X-rays are considered ionising radiation because they have enough energy to ionise atoms and molecules, i.e., to remove electrons from them. This ionising capability arises due to their high energy and short wavelength. The implications of X-rays being ionising are significant, especially in terms of biological effects. When X-rays interact with biological tissue, they can cause ionisation of the molecules within the cells. This can lead to direct damage to the DNA and other critical cellular structures, which can cause mutations and potentially lead to cancer. Therefore, while X-rays are invaluable in medical imaging and treatments, their use must be carefully controlled. Appropriate shielding, limiting exposure time, and using the lowest effective dose are essential for minimising the risks associated with their ionising nature. It's also why safety protocols and regulations are stringently applied in both medical and industrial contexts where X-rays are used.

The accelerating voltage in an X-ray tube significantly influences the properties of the X-rays produced. Higher accelerating voltages increase the kinetic energy of the electrons travelling from the cathode to the anode. This increased energy results in X-rays with higher frequencies and shorter wavelengths, which are more penetrating. Specifically, a higher voltage decreases the minimum wavelength of the X-ray spectrum produced (as per the relationship lambda_min = hc / (eV)), leading to a 'harder' (more penetrating) X-ray spectrum. Additionally, higher voltages generally increase the intensity of the X-ray beam. However, it's important to note that excessively high voltages can lead to increased patient dose in medical applications and may require more stringent shielding measures. Hence, the choice of voltage must balance the need for penetrating power with safety and image quality considerations.

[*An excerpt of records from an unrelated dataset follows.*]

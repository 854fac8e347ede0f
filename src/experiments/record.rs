use chrono::{DateTime, NaiveDateTime, Utc};
use serde::{Deserialize, Serialize};

/// One observed unit of work, appended once and never modified.
///
/// The legacy field names `member_code`, `recommendation_count` and
/// `strategy_used` are accepted when reading older data documents.
#[derive(Serialize, Deserialize, Clone, Debug, PartialEq)]
pub struct ObservationRecord {
    #[serde(alias = "member_code")]
    pub subject_id: String,
    pub group_id: String,
    #[serde(with = "iso8601")]
    pub timestamp: DateTime<Utc>,
    pub overall_score: f64,
    pub relevance_score: f64,
    pub novelty_score: f64,
    pub explainability_score: f64,
    pub diversity_score: f64,
    pub response_time_ms: f64,
    #[serde(alias = "recommendation_count")]
    pub item_count: i64,
    #[serde(alias = "strategy_used")]
    pub strategy_label: String,
}

/// Caller-supplied fields of a record; the store stamps the timestamp.
#[derive(Deserialize, Clone, Debug, Default)]
pub struct NewObservation {
    pub subject_id: String,
    pub group_id: String,
    pub overall_score: f64,
    #[serde(default)]
    pub relevance_score: f64,
    #[serde(default)]
    pub novelty_score: f64,
    #[serde(default)]
    pub explainability_score: f64,
    #[serde(default)]
    pub diversity_score: f64,
    pub response_time_ms: f64,
    #[serde(default)]
    pub item_count: i64,
    #[serde(default)]
    pub strategy_label: String,
}

impl NewObservation {
    pub fn into_record(self, timestamp: DateTime<Utc>) -> ObservationRecord {
        ObservationRecord {
            subject_id: self.subject_id,
            group_id: self.group_id,
            timestamp,
            overall_score: self.overall_score,
            relevance_score: self.relevance_score,
            novelty_score: self.novelty_score,
            explainability_score: self.explainability_score,
            diversity_score: self.diversity_score,
            response_time_ms: self.response_time_ms,
            item_count: self.item_count,
            strategy_label: self.strategy_label,
        }
    }
}

/// Parses an ISO-8601 instant. Offsets are honored; values without an offset
/// are taken as UTC.
pub fn parse_timestamp(value: &str) -> Option<DateTime<Utc>> {
    if let Ok(dt) = DateTime::parse_from_rfc3339(value) {
        return Some(dt.with_timezone(&Utc));
    }
    NaiveDateTime::parse_from_str(value, "%Y-%m-%dT%H:%M:%S%.f")
        .ok()
        .map(|naive| naive.and_utc())
}

/// serde adapter: RFC 3339 on write, lenient ISO-8601 on read.
pub(crate) mod iso8601 {
    use chrono::{DateTime, SecondsFormat, Utc};
    use serde::{de::Error, Deserialize, Deserializer, Serializer};

    pub fn serialize<S: Serializer>(value: &DateTime<Utc>, s: S) -> Result<S::Ok, S::Error> {
        s.serialize_str(&value.to_rfc3339_opts(SecondsFormat::Micros, true))
    }

    pub fn deserialize<'de, D: Deserializer<'de>>(d: D) -> Result<DateTime<Utc>, D::Error> {
        let raw = String::deserialize(d)?;
        super::parse_timestamp(&raw)
            .ok_or_else(|| D::Error::custom(format!("invalid ISO-8601 timestamp: {}", raw)))
    }

    pub mod option {
        use chrono::{DateTime, Utc};
        use serde::{de::Error, Deserialize, Deserializer, Serializer};

        pub fn serialize<S: Serializer>(
            value: &Option<DateTime<Utc>>,
            s: S,
        ) -> Result<S::Ok, S::Error> {
            match value {
                Some(dt) => super::serialize(dt, s),
                None => s.serialize_none(),
            }
        }

        pub fn deserialize<'de, D: Deserializer<'de>>(
            d: D,
        ) -> Result<Option<DateTime<Utc>>, D::Error> {
            match Option::<String>::deserialize(d)? {
                Some(raw) => super::super::parse_timestamp(&raw)
                    .map(Some)
                    .ok_or_else(|| D::Error::custom(format!("invalid ISO-8601 timestamp: {}", raw))),
                None => Ok(None),
            }
        }
    }
}
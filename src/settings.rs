use std::env;
use std::path::{Path, PathBuf};
use std::str::FromStr;

use crate::experiments::persistence::{
    JsonDocumentRepository, JsonLinesRepository, PersistenceError,
};
use crate::experiments::store::ExperimentStore;

pub const DEFAULT_DATA_DIR: &str = "./data";
pub const DEFAULT_CONFIG_FILE: &str = "ab_test_config.json";
pub const DEFAULT_DATA_FILE: &str = "ab_test_data.json";
pub const DEFAULT_LOG_FILE: &str = "ab_test_data.jsonl";

#[derive(Debug, Clone, Copy, PartialEq, Eq, Default)]
pub enum StorageFormat {
    /// Config document plus one JSON array of records, rewritten per append.
    #[default]
    Json,
    /// Config document plus an append-only newline-delimited records log.
    JsonLines,
}

impl FromStr for StorageFormat {
    type Err = String;

    fn from_str(s: &str) -> Result<Self, Self::Err> {
        match s.trim().to_ascii_lowercase().as_str() {
            "json" => Ok(Self::Json),
            "jsonl" | "jsonlines" | "ndjson" => Ok(Self::JsonLines),
            other => Err(format!(
                "unknown storage format '{}' (expected json or jsonl)",
                other
            )),
        }
    }
}

#[derive(Debug, Clone, PartialEq)]
pub struct EngineSettings {
    pub data_dir: PathBuf,
    pub storage: StorageFormat,
    pub config_file: String,
    /// Records file name; `None` picks the default for `storage`.
    pub data_file: Option<String>,
}

impl Default for EngineSettings {
    fn default() -> Self {
        EngineSettings {
            data_dir: PathBuf::from(DEFAULT_DATA_DIR),
            storage: StorageFormat::Json,
            config_file: DEFAULT_CONFIG_FILE.to_string(),
            data_file: None,
        }
    }
}

impl EngineSettings {
    pub fn from_env() -> Self {
        let defaults = Self::default();
        let storage = match env::var("RECSYS_AB_STORAGE") {
            Ok(raw) => raw.parse().unwrap_or_else(|e: String| {
                tracing::warn!(error = %e, "ignoring RECSYS_AB_STORAGE");
                StorageFormat::default()
            }),
            Err(_) => StorageFormat::default(),
        };
        EngineSettings {
            data_dir: env::var("RECSYS_AB_DATA_DIR")
                .map(PathBuf::from)
                .unwrap_or(defaults.data_dir),
            storage,
            config_file: env::var("RECSYS_AB_CONFIG_FILE").unwrap_or(defaults.config_file),
            data_file: env::var("RECSYS_AB_DATA_FILE").ok(),
        }
    }

    pub fn with_data_dir(mut self, data_dir: impl AsRef<Path>) -> Self {
        self.data_dir = data_dir.as_ref().to_path_buf();
        self
    }

    pub fn with_storage(mut self, storage: StorageFormat) -> Self {
        self.storage = storage;
        self
    }

    pub fn config_path(&self) -> PathBuf {
        self.data_dir.join(&self.config_file)
    }

    pub fn data_path(&self) -> PathBuf {
        let default = match self.storage {
            StorageFormat::Json => DEFAULT_DATA_FILE,
            StorageFormat::JsonLines => DEFAULT_LOG_FILE,
        };
        self.data_dir
            .join(self.data_file.as_deref().unwrap_or(default))
    }

    pub fn open_store(&self) -> Result<ExperimentStore, PersistenceError> {
        tracing::debug!(
            config = %self.config_path().display(),
            data = %self.data_path().display(),
            storage = ?self.storage,
            "opening experiment store"
        );
        match self.storage {
            StorageFormat::Json => ExperimentStore::open(JsonDocumentRepository::new(
                self.config_path(),
                self.data_path(),
            )),
            StorageFormat::JsonLines => ExperimentStore::open(JsonLinesRepository::new(
                self.config_path(),
                self.data_path(),
            )),
        }
    }
}
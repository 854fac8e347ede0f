use serde::Serialize;

use super::config::GroupConfig;
use super::record::ObservationRecord;

/// Minimum records per group before two groups may be compared.
pub const MIN_SAMPLES_PER_GROUP: usize = 30;

// ── Group Statistics ────────────────────────────────────────────────

#[derive(Debug, Clone, Default, Serialize)]
pub struct GroupStatistics {
    pub group_id: String,
    pub group_name: String,
    pub count: usize,
    pub mean_overall_score: f64,
    /// Population standard deviation (divides by N).
    pub std_overall_score: f64,
    pub mean_relevance_score: f64,
    pub mean_novelty_score: f64,
    pub mean_explainability_score: f64,
    pub mean_diversity_score: f64,
    pub mean_response_time_ms: f64,
    pub p50_response_time_ms: f64,
    pub p95_response_time_ms: f64,
    pub p99_response_time_ms: f64,
    #[serde(skip)]
    pub overall_scores: Vec<f64>,
    #[serde(skip)]
    pub response_times: Vec<f64>,
}

fn mean(values: impl Iterator<Item = f64>) -> f64 {
    let (sum, n) = values.fold((0.0, 0usize), |(s, n), v| (s + v, n + 1));
    if n == 0 {
        0.0
    } else {
        sum / n as f64
    }
}

/// Population standard deviation; 0.0 for fewer than two values.
pub fn population_std(values: &[f64], mean: f64) -> f64 {
    if values.len() <= 1 {
        return 0.0;
    }
    let variance = values.iter().map(|x| (x - mean).powi(2)).sum::<f64>() / values.len() as f64;
    variance.sqrt()
}

/// Index-based percentile over an ascending slice: `sorted[floor(n * p)]`,
/// clamped to the last element. Returns 0.0 for an empty slice.
pub fn percentile(sorted: &[f64], p: f64) -> f64 {
    match sorted.len() {
        0 => 0.0,
        n => {
            let idx = ((n as f64 * p).floor() as usize).min(n - 1);
            sorted[idx]
        }
    }
}

/// p99 only trusts the index estimate above 100 samples; smaller groups
/// report their maximum.
pub fn p99(sorted: &[f64]) -> f64 {
    if sorted.len() > 100 {
        percentile(sorted, 0.99)
    } else {
        sorted.last().copied().unwrap_or(0.0)
    }
}

/// Statistics for one group over a records snapshot. Records belonging to
/// other groups are ignored; a group without records yields all zeros.
pub fn compute_statistics(group: &GroupConfig, records: &[ObservationRecord]) -> GroupStatistics {
    let group_records: Vec<&ObservationRecord> = records
        .iter()
        .filter(|r| r.group_id == group.group_id)
        .collect();

    let mut stats = GroupStatistics {
        group_id: group.group_id.clone(),
        group_name: group.group_name.clone(),
        ..Default::default()
    };
    if group_records.is_empty() {
        return stats;
    }

    stats.count = group_records.len();
    stats.overall_scores = group_records.iter().map(|r| r.overall_score).collect();
    stats.mean_overall_score = mean(stats.overall_scores.iter().copied());
    stats.std_overall_score = population_std(&stats.overall_scores, stats.mean_overall_score);
    stats.mean_relevance_score = mean(group_records.iter().map(|r| r.relevance_score));
    stats.mean_novelty_score = mean(group_records.iter().map(|r| r.novelty_score));
    stats.mean_explainability_score = mean(group_records.iter().map(|r| r.explainability_score));
    stats.mean_diversity_score = mean(group_records.iter().map(|r| r.diversity_score));

    stats.response_times = group_records.iter().map(|r| r.response_time_ms).collect();
    stats.mean_response_time_ms = mean(stats.response_times.iter().copied());
    let mut sorted = stats.response_times.clone();
    sorted.sort_by(|a, b| a.total_cmp(b));
    stats.p50_response_time_ms = percentile(&sorted, 0.50);
    stats.p95_response_time_ms = percentile(&sorted, 0.95);
    stats.p99_response_time_ms = p99(&sorted);

    stats
}

// ── Significance Test ───────────────────────────────────────────────

#[derive(Debug, Clone, PartialEq, thiserror::Error)]
pub enum TestError {
    #[error("unknown group: {0}")]
    UnknownGroup(String),
    #[error(
        "insufficient samples: each group needs at least 30 records (got {count_a} and {count_b})"
    )]
    InsufficientSample { count_a: usize, count_b: usize },
    #[error("both groups have zero variance; the difference cannot be tested")]
    DegenerateVariance,
}

/// Significance tier from a fixed two-tailed normal critical-value table.
#[derive(Debug, Clone, Copy, PartialEq, Eq, Serialize)]
pub enum SignificanceTier {
    #[serde(rename = "***")]
    P01,
    #[serde(rename = "**")]
    P05,
    #[serde(rename = "*")]
    P10,
    #[serde(rename = "ns")]
    NotSignificant,
}

impl SignificanceTier {
    pub fn from_t(t: f64) -> Self {
        let abs_t = t.abs();
        if abs_t > 2.576 {
            Self::P01
        } else if abs_t > 1.96 {
            Self::P05
        } else if abs_t > 1.645 {
            Self::P10
        } else {
            Self::NotSignificant
        }
    }

    /// Nominal p-value reported for the tier. Not an exact p-value.
    pub fn p_value(self) -> f64 {
        match self {
            Self::P01 => 0.01,
            Self::P05 => 0.05,
            Self::P10 => 0.10,
            Self::NotSignificant => 0.20,
        }
    }

    pub fn label(self) -> &'static str {
        match self {
            Self::P01 => "***",
            Self::P05 => "**",
            Self::P10 => "*",
            Self::NotSignificant => "ns",
        }
    }

    pub fn is_significant(self) -> bool {
        self != Self::NotSignificant
    }
}

#[derive(Debug, Clone, Copy, PartialEq, Eq, Serialize)]
#[serde(rename_all = "lowercase")]
pub enum EffectSize {
    Small,
    Medium,
    Large,
}

impl EffectSize {
    pub fn from_cohens_d(d: f64) -> Self {
        let abs_d = d.abs();
        if abs_d < 0.2 {
            Self::Small
        } else if abs_d < 0.5 {
            Self::Medium
        } else {
            Self::Large
        }
    }

    pub fn label(self) -> &'static str {
        match self {
            Self::Small => "small",
            Self::Medium => "medium",
            Self::Large => "large",
        }
    }
}

#[derive(Debug, Clone, Serialize)]
pub struct GroupSample {
    pub id: String,
    pub name: String,
    pub mean: f64,
    pub std: f64,
    pub n: usize,
}

impl GroupSample {
    fn from_stats(stats: &GroupStatistics) -> Self {
        Self {
            id: stats.group_id.clone(),
            name: stats.group_name.clone(),
            mean: stats.mean_overall_score,
            std: stats.std_overall_score,
            n: stats.count,
        }
    }
}

#[derive(Debug, Clone, Serialize)]
pub struct ComparisonResult {
    pub group_a: GroupSample,
    pub group_b: GroupSample,
    /// mean(B) - mean(A)
    pub mean_difference: f64,
    pub improvement_pct: f64,
    pub t_statistic: f64,
    pub p_value: f64,
    pub significance: SignificanceTier,
    pub is_significant: bool,
    pub cohens_d: f64,
    pub effect_size: EffectSize,
    pub interpretation: String,
}

/// Compares the overall-score distributions of two groups, B against A.
///
/// The test statistic uses the unequal-variance standard error
/// `sqrt(sA²/nA + sB²/nB)` and is classified against fixed normal critical
/// values. Cohen's d pools the two standard deviations as
/// `sqrt((sA² + sB²) / 2)`.
pub fn compare_groups(
    a: &GroupStatistics,
    b: &GroupStatistics,
) -> Result<ComparisonResult, TestError> {
    if a.count < MIN_SAMPLES_PER_GROUP || b.count < MIN_SAMPLES_PER_GROUP {
        return Err(TestError::InsufficientSample {
            count_a: a.count,
            count_b: b.count,
        });
    }
    if a.std_overall_score == 0.0 && b.std_overall_score == 0.0 {
        return Err(TestError::DegenerateVariance);
    }

    let mean_difference = b.mean_overall_score - a.mean_overall_score;
    let var_a = a.std_overall_score.powi(2);
    let var_b = b.std_overall_score.powi(2);

    let se = (var_a / a.count as f64 + var_b / b.count as f64).sqrt();
    let t_statistic = if se == 0.0 { 0.0 } else { mean_difference / se };
    let significance = SignificanceTier::from_t(t_statistic);

    let pooled_std = ((var_a + var_b) / 2.0).sqrt();
    let cohens_d = if pooled_std == 0.0 {
        0.0
    } else {
        mean_difference / pooled_std
    };
    let effect_size = EffectSize::from_cohens_d(cohens_d);

    let improvement_pct = if a.mean_overall_score == 0.0 {
        0.0
    } else {
        mean_difference / a.mean_overall_score * 100.0
    };

    Ok(ComparisonResult {
        group_a: GroupSample::from_stats(a),
        group_b: GroupSample::from_stats(b),
        mean_difference,
        improvement_pct,
        t_statistic,
        p_value: significance.p_value(),
        significance,
        is_significant: significance.is_significant(),
        cohens_d,
        effect_size,
        interpretation: interpret(
            &b.group_id,
            mean_difference,
            significance.is_significant(),
            effect_size,
        ),
    })
}

/// Fixed-template reading of a comparison for dashboards and logs.
pub fn interpret(
    group_b: &str,
    mean_difference: f64,
    is_significant: bool,
    effect_size: EffectSize,
) -> String {
    if !is_significant {
        return "No statistically significant difference between the groups; keep collecting \
                data or stay with the current strategy."
            .to_string();
    }

    let better = mean_difference > 0.0;
    let advice = match (effect_size, better) {
        (EffectSize::Large, true) => "adopt its strategy",
        (EffectSize::Medium, true) => "consider adopting its strategy",
        (EffectSize::Small, true) => "the gain is minor, decide on other factors",
        (EffectSize::Small, false) => "the loss is minor, decide on other factors",
        (_, false) => "keep the control strategy",
    };
    format!(
        "Group '{}' performs significantly {} ({} effect); {}.",
        group_b,
        if better { "better" } else { "worse" },
        effect_size.label(),
        advice
    )
}
#[cfg(test)]
mod tests {
    use super::*;
    use crate::lifecycle::MatchStatus;
    use crate::store::{InMemoryMatchStore, RecordingNotifier, StaticProfiles};
    use crate::{BudgetRange, Financials};

    fn investor(id: i64) -> InvestorProfile {
        InvestorProfile {
            id,
            name: Some(format!("Investor {id}")),
            industries: vec!["Tech".into()],
            target_countries: vec!["Thailand".into()],
            budget: Some(BudgetRange {
                min: 1_000_000.0,
                max: 5_000_000.0,
                currency: "USD".into(),
            }),
            active: true,
            ..InvestorProfile::default()
        }
    }

    fn target(id: i64) -> TargetProfile {
        TargetProfile {
            id,
            name: Some(format!("Target {id}")),
            industries: vec!["Tech".into()],
            hq_country: Some("Thailand".into()),
            financials: Some(Financials {
                asking_valuation: Some(3_000_000.0),
                currency: "USD".into(),
                ..Financials::default()
            }),
            active: true,
            ..TargetProfile::default()
        }
    }

    fn orchestrator(
        profiles: StaticProfiles,
        store: Arc<InMemoryMatchStore>,
        notifier: Arc<RecordingNotifier>,
    ) -> RescanOrchestrator {
        RescanOrchestrator::new(
            Arc::new(MatchEngine::default()),
            Arc::new(profiles),
            store,
            notifier,
        )
    }

    fn profiles(investors: usize, targets: usize) -> StaticProfiles {
        StaticProfiles {
            investors: (1..=investors as i64).map(investor).collect(),
            targets: (1..=targets as i64).map(target).collect(),
            ..StaticProfiles::default()
        }
    }

    #[tokio::test]
    async fn scores_every_eligible_pair_once() {
        let store = Arc::new(InMemoryMatchStore::default());
        let notifier = Arc::new(RecordingNotifier::default());
        let orch = orchestrator(profiles(3, 4), Arc::clone(&store), Arc::clone(&notifier));

        let summary = orch
            .rescan(
                &ScoringConfig::default(),
                &RescanOptions::default(),
                &CancelFlag::default(),
            )
            .await
            .unwrap();

        assert_eq!(summary.updated_count, 12);
        assert_eq!(store.records().len(), 12);
        assert_eq!(summary.failed_pairs, 0);
        assert!(!summary.cancelled);
    }

    #[tokio::test]
    async fn rescan_is_idempotent_and_keeps_one_record_per_pair() {
        let store = Arc::new(InMemoryMatchStore::default());
        let notifier = Arc::new(RecordingNotifier::default());
        let orch = orchestrator(profiles(2, 2), Arc::clone(&store), Arc::clone(&notifier));

        let config = ScoringConfig::default();
        let options = RescanOptions::default();
        let first = orch
            .rescan(&config, &options, &CancelFlag::default())
            .await
            .unwrap();
        let scores_after_first: Vec<_> = store
            .records()
            .iter()
            .map(|r| (r.investor_id, r.target_id, r.total_score))
            .collect();

        let second = orch
            .rescan(&config, &options, &CancelFlag::default())
            .await
            .unwrap();
        let scores_after_second: Vec<_> = store
            .records()
            .iter()
            .map(|r| (r.investor_id, r.target_id, r.total_score))
            .collect();

        assert_eq!(first.updated_count, second.updated_count);
        assert_eq!(scores_after_first, scores_after_second);
        assert_eq!(store.records().len(), 4);
        // Strong pairs were already strong in run one: no re-notification.
        assert_eq!(second.strong_match_count, 0);
    }

    #[tokio::test]
    async fn notifies_newly_strong_pairs_once() {
        let store = Arc::new(InMemoryMatchStore::default());
        let notifier = Arc::new(RecordingNotifier::default());
        let orch = orchestrator(profiles(1, 1), Arc::clone(&store), Arc::clone(&notifier));

        let summary = orch
            .rescan(
                &ScoringConfig::default(),
                &RescanOptions::default(),
                &CancelFlag::default(),
            )
            .await
            .unwrap();

        assert_eq!(summary.strong_match_count, 1);
        let notified = notifier.notified();
        assert_eq!(notified.len(), 1);
        assert!(notified[0].2 >= STRONG_MATCH_THRESHOLD);
    }

    #[tokio::test]
    async fn notifier_failure_does_not_fail_the_run() {
        let store = Arc::new(InMemoryMatchStore::default());
        let notifier = Arc::new(RecordingNotifier::failing());
        let orch = orchestrator(profiles(1, 1), Arc::clone(&store), Arc::clone(&notifier));

        let summary = orch
            .rescan(
                &ScoringConfig::default(),
                &RescanOptions::default(),
                &CancelFlag::default(),
            )
            .await
            .unwrap();

        assert_eq!(summary.updated_count, 1);
        assert_eq!(summary.failed_pairs, 0);
        assert_eq!(summary.strong_match_count, 1);
    }

    #[tokio::test]
    async fn dismissed_pairs_are_skipped_unless_flagged() {
        let store = Arc::new(InMemoryMatchStore::default());
        let notifier = Arc::new(RecordingNotifier::default());
        let orch = orchestrator(profiles(1, 2), Arc::clone(&store), Arc::clone(&notifier));

        let config = ScoringConfig::default();
        orch.rescan(&config, &RescanOptions::default(), &CancelFlag::default())
            .await
            .unwrap();
        store.set_status(1, 1, MatchStatus::Dismissed);

        let skip = orch
            .rescan(&config, &RescanOptions::default(), &CancelFlag::default())
            .await
            .unwrap();
        assert_eq!(skip.updated_count, 1);
        assert_eq!(skip.skipped_dismissed, 1);
        let dismissed = store.get_pair(1, 1).await.unwrap().unwrap();
        assert_eq!(dismissed.status, MatchStatus::Dismissed);

        let forced = orch
            .rescan(
                &config,
                &RescanOptions {
                    include_dismissed: true,
                    ..RescanOptions::default()
                },
                &CancelFlag::default(),
            )
            .await
            .unwrap();
        assert_eq!(forced.updated_count, 2);
        // Re-scoring a dismissed pair refreshes its score but not its status.
        let dismissed = store.get_pair(1, 1).await.unwrap().unwrap();
        assert_eq!(dismissed.status, MatchStatus::Dismissed);
    }

    #[tokio::test]
    async fn profile_outage_aborts_the_run() {
        let store = Arc::new(InMemoryMatchStore::default());
        let notifier = Arc::new(RecordingNotifier::default());
        let orch = orchestrator(
            StaticProfiles {
                fail: true,
                ..StaticProfiles::default()
            },
            Arc::clone(&store),
            Arc::clone(&notifier),
        );

        let err = orch
            .rescan(
                &ScoringConfig::default(),
                &RescanOptions::default(),
                &CancelFlag::default(),
            )
            .await
            .unwrap_err();

        match err {
            RescanError::ProfileSource {
                completed_pairs, ..
            } => assert_eq!(completed_pairs, 0),
            other => panic!("unexpected error: {other}"),
        }
        assert!(!orch.is_in_flight());
    }

    #[tokio::test]
    async fn invalid_weights_rejected_before_any_pair() {
        let store = Arc::new(InMemoryMatchStore::default());
        let notifier = Arc::new(RecordingNotifier::default());
        let orch = orchestrator(profiles(1, 1), Arc::clone(&store), Arc::clone(&notifier));

        let mut config = ScoringConfig::default();
        config.weights.industry = -1.0;

        let err = orch
            .rescan(&config, &RescanOptions::default(), &CancelFlag::default())
            .await
            .unwrap_err();
        assert!(matches!(err, RescanError::InvalidWeights(_)));
        assert!(store.records().is_empty());
    }

    #[tokio::test]
    async fn cancellation_stops_at_batch_boundary() {
        let store = Arc::new(InMemoryMatchStore::default());
        let notifier = Arc::new(RecordingNotifier::default());
        let orch = orchestrator(profiles(4, 5), Arc::clone(&store), Arc::clone(&notifier));

        let cancel = CancelFlag::default();
        cancel.cancel();

        let summary = orch
            .rescan(
                &ScoringConfig::default(),
                &RescanOptions {
                    batch_size: 5,
                    ..RescanOptions::default()
                },
                &cancel,
            )
            .await
            .unwrap();

        assert!(summary.cancelled);
        // First batch persisted; the rest never ran.
        assert_eq!(summary.updated_count, 5);
        assert_eq!(store.records().len(), 5);
        assert!(!orch.is_in_flight());
    }

    #[tokio::test]
    async fn second_concurrent_rescan_is_rejected() {
        let store = Arc::new(InMemoryMatchStore::default());
        let notifier = Arc::new(RecordingNotifier::default());
        let orch = Arc::new(orchestrator(
            profiles(10, 10),
            Arc::clone(&store),
            Arc::clone(&notifier),
        ));

        let first = {
            let orch = Arc::clone(&orch);
            tokio::spawn(async move {
                orch.rescan(
                    &ScoringConfig::default(),
                    &RescanOptions {
                        batch_size: 1,
                        concurrency: 1,
                        ..RescanOptions::default()
                    },
                    &CancelFlag::default(),
                )
                .await
            })
        };

        // Poll until the first run has claimed the in-flight slot, then
        // the overlapping request must be rejected.
        let mut rejected = false;
        for _ in 0..200 {
            if orch.is_in_flight() {
                let result = orch
                    .rescan(
                        &ScoringConfig::default(),
                        &RescanOptions::default(),
                        &CancelFlag::default(),
                    )
                    .await;
                rejected = matches!(result, Err(RescanError::AlreadyRunning));
                break;
            }
            tokio::time::sleep(std::time::Duration::from_millis(1)).await;
        }

        let first = first.await.unwrap().unwrap();
        assert_eq!(first.updated_count, 100);
        if rejected {
            assert!(!orch.is_in_flight());
        }
    }

    #[tokio::test]
    async fn overlapping_orchestrators_share_one_run_slot() {
        let store = Arc::new(InMemoryMatchStore::default());
        let notifier = Arc::new(RecordingNotifier::default());
        // Two independent entry points over the same store, as when the API
        // and the worker binary both trigger a rescan.
        let api_side = orchestrator(profiles(3, 3), Arc::clone(&store), Arc::clone(&notifier));
        let worker_side = orchestrator(profiles(3, 3), Arc::clone(&store), Arc::clone(&notifier));

        let slow = RescanOptions {
            batch_size: 1,
            concurrency: 1,
            ..RescanOptions::default()
        };
        let config = ScoringConfig::default();
        let default_options = RescanOptions::default();
        let api_cancel = CancelFlag::default();
        let worker_cancel = CancelFlag::default();
        let (first, second) = tokio::join!(
            api_side.rescan(&config, &slow, &api_cancel),
            worker_side.rescan(&config, &default_options, &worker_cancel),
        );

        let results = [first, second];
        assert_eq!(results.iter().filter(|r| r.is_ok()).count(), 1);
        assert!(results
            .iter()
            .any(|r| matches!(r, Err(RescanError::AlreadyRunning))));
        // Each strong pair announced once, not once per entry point.
        assert_eq!(notifier.notified().len(), 9);
        assert_eq!(store.records().len(), 9);
    }

    #[tokio::test]
    async fn run_slot_is_released_after_a_failed_run() {
        let store = Arc::new(InMemoryMatchStore::default());
        let notifier = Arc::new(RecordingNotifier::default());
        let broken = orchestrator(
            StaticProfiles {
                fail: true,
                ..StaticProfiles::default()
            },
            Arc::clone(&store),
            Arc::clone(&notifier),
        );
        let healthy = orchestrator(profiles(1, 1), Arc::clone(&store), Arc::clone(&notifier));

        let config = ScoringConfig::default();
        let options = RescanOptions::default();
        broken
            .rescan(&config, &options, &CancelFlag::default())
            .await
            .unwrap_err();

        let summary = healthy
            .rescan(&config, &options, &CancelFlag::default())
            .await
            .unwrap();
        assert_eq!(summary.updated_count, 1);
    }
}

X-rays cannot be focused using traditional optical lenses like visible light. This is due to the fact that X-rays have much shorter wavelengths compared to visible light. When X-rays encounter materials used for traditional lenses, such as glass or plastic, they are either absorbed or pass through without significant refraction. To 'focus' or manipulate X-rays, different techniques are employed. One common method is the use of X-ray mirrors, which operate under the principle of total external reflection at very shallow angles, known as grazing incidence. These mirrors can focus X-rays but require very smooth surfaces and precise angles. Another method involves the use of crystal diffractors, which exploit the diffraction of X-rays through the crystal lattice to focus or redirect them. These methods are more complex and limited compared to the focusing of visible light and are predominantly used in specialised applications like X-ray crystallography and high-resolution X-ray imaging systems.

The vacuum inside an X-ray tube plays a crucial role in the efficient generation of X-rays. In the absence of a vacuum, the free electrons emitted from the cathode would collide with air molecules, leading to unnecessary energy loss and reduced kinetic energy upon reaching the anode. This would result in a decrease in the efficiency of X-ray production. Additionally, air molecules could become ionised and produce secondary electrons, leading to unwanted background radiation and reducing the clarity of the X-rays produced. A vacuum ensures a clear path for the electrons to travel from the cathode to the anode without interference, maximising the transfer of kinetic energy into X-ray photons upon collision with the target. Furthermore, the vacuum prevents oxidation and degradation of the internal components of the tube, particularly the cathode and anode, thereby extending the lifespan of the tube.

Tungsten is commonly used as the target material in X-ray tubes due to several of its advantageous properties. Firstly, it has a high atomic number (74), which increases the efficiency of X-ray production, particularly characteristic X-rays, as higher atomic number materials emit X-rays more efficiently. Secondly, tungsten has a high melting point (approximately 3422°C), making it capable of withstanding the intense heat generated during X-ray production. This is crucial since a significant portion of the kinetic energy of the electrons is converted into heat. Additionally, tungsten's thermal conductivity is relatively high, which helps in dissipating this heat effectively. Its low vapour pressure also minimises the risk of the target material evaporating and contaminating the vacuum inside the tube. These properties make tungsten an ideal candidate for producing high-quality X-rays while ensuring the longevity and reliability of the X-ray tube.